The disagreement has led to angry exchanges between Nakazawa and OIP director Leslie Kondo, and the parties appear to be at a stalemate.

In the latest letter, sent yesterday, Kondo said his office has identified which parts of the executive session can be kept secret and which must be released, and told Nakazawa that if she doesn't release the rest by the end of today, the county will not be acting in good faith.

But Kondo appears to have no authority to force state and county agencies to comply with the state's open-meetings law.

The dispute involves a Jan. 20 meeting in which council members went into an executive session, ostensibly to discuss conducting an investigation of the Kaua'i Police Department. Police Commission Chairman Michael Ching protested to the OIP, asking whether the meeting had been properly held under the state's Sunshine Law, which requires public notice of topics to be discussed and limits what kinds of things are kept from the public in executive session.

The OIP studied the council meeting minutes and concluded that council members talked about several issues not covered by what they said they were going to cover, and not protected under law.

"If they said they were going to talk about bananas, I assume they were going to talk about bananas. But they didn't even talk about fruit," said Richard Stauber of Lihu'e, who regularly observes council meetings and has filed complaints about council secrecy.

In fact, the OIP said council members were still discussing the purpose of the executive session after they went into the session — something OIP said should clearly have taken place during the public portion of the meeting.

The council's readiness to take sensitive issues into closed-door sessions has frustrated some political observers. 'Oma'o resident Andy Parks said problems are longstanding.

"The council has been wrong for years. The council goes into an executive session at the drop of a hat. They come out of these executive sessions having deliberated toward a vote. They come out, and without saying a word, vote unanimously," Parks said.

Ching said he has now hired an attorney — as a citizen, not as the chairman of the Police Commission — to pursue the open-meetings issue. He said he originally complained because he thought it was the commission, not the council, that had the authority to investigate the police. When he later found out that council members talked about a range of issues never disclosed in announcing the closed-door session, he grew concerned.

But Nakazawa disagrees with the OIP conclusion that the council did anything wrong.

"Our view is that the whole discussion is privileged. ... We view the discussion to have been properly posted," she said.
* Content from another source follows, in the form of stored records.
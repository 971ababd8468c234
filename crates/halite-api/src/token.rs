// Single-owner bearer token cache.
//
// The token is a shared mutable field between the poll cycle (which
// clears it on 401/403) and write actions (which read it per request).
// All updates go through the async Mutex — no lock-free flag, so a
// clear and the subsequent re-login cannot interleave with a reader
// observing a half-updated state.

use std::sync::Arc;

use secrecy::{ExposeSecret, SecretString};
use tokio::sync::Mutex;

/// Shared cache for the vendor session token.
///
/// Cheaply cloneable; all clones observe the same slot. The poll
/// orchestrator clears it on auth failure so the next connect attempt
/// performs a fresh login.
#[derive(Clone, Default)]
pub struct TokenCache {
    slot: Arc<Mutex<Option<SecretString>>>,
}

impl TokenCache {
    pub fn new() -> Self {
        Self::default()
    }

    /// Replace the stored token.
    pub async fn set(&self, token: SecretString) {
        *self.slot.lock().await = Some(token);
    }

    /// Invalidate the stored token (forces re-login on next connect).
    pub async fn clear(&self) {
        *self.slot.lock().await = None;
    }

    /// Whether a token is currently cached.
    pub async fn is_set(&self) -> bool {
        self.slot.lock().await.is_some()
    }

    /// The `Bearer {token}` header value, if a token is cached.
    pub async fn bearer(&self) -> Option<String> {
        self.slot
            .lock()
            .await
            .as_ref()
            .map(|t| format!("Bearer {}", t.expose_secret()))
    }
}

impl std::fmt::Debug for TokenCache {
    fn fmt(&self, f: &mut std::fmt::Formatter<'_>) -> std::fmt::Result {
        f.debug_struct("TokenCache").finish_non_exhaustive()
    }
}

#[cfg(test)]
mod tests {
    use super::*;

    #[tokio::test]
    async fn set_clear_roundtrip() {
        let cache = TokenCache::new();
        assert!(!cache.is_set().await);
        assert!(cache.bearer().await.is_none());

        cache.set(SecretString::from("abc123")).await;
        assert!(cache.is_set().await);
        assert_eq!(cache.bearer().await.as_deref(), Some("Bearer abc123"));

        cache.clear().await;
        assert!(!cache.is_set().await);
    }

    #[tokio::test]
    async fn clones_share_the_slot() {
        let cache = TokenCache::new();
        let other = cache.clone();

        cache.set(SecretString::from("tok")).await;
        assert!(other.is_set().await);

        other.clear().await;
        assert!(!cache.is_set().await);
    }
}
But she conceded that while some of the discussion may be properly kept secret under the open-meetings law, there may be other parts that are protected under other state laws. Those may include privacy of personnel issues, discussions with county attorneys about ongoing lawsuits against the police department, and discussion of ongoing internal investigations, she said.

Nakazawa said investigations of the police department are such sensitive matters that blanket protection is appropriate.

"It makes no sense to let anyone know what's to be investigated and how and who," she said.

Kondo said there is no legal authority for keeping such discussions by the County Council secret.

"We do not believe that the council can continue to refuse to comply with or ignore our opinion that the majority of the record must be disclosed," Kondo wrote in a May 23 letter to Nakazawa. He also said the county lacks the authority to "put on hold" the release of the minutes while it pursues other options, as it did when it asked the state Department of the Attorney General for an opinion on the issue.

Nakazawa wrote to ask OIP to specifically identify which passages in the Jan. 20 meeting minutes could be released and which could be legitimately withheld.

Kondo's staff has done so, but it was not clear whether that will cause the county to reconsider its reluctance, since Nakazawa in her June 2 letter said it is also her opinion that the entire executive session is protected under the attorney-client privilege.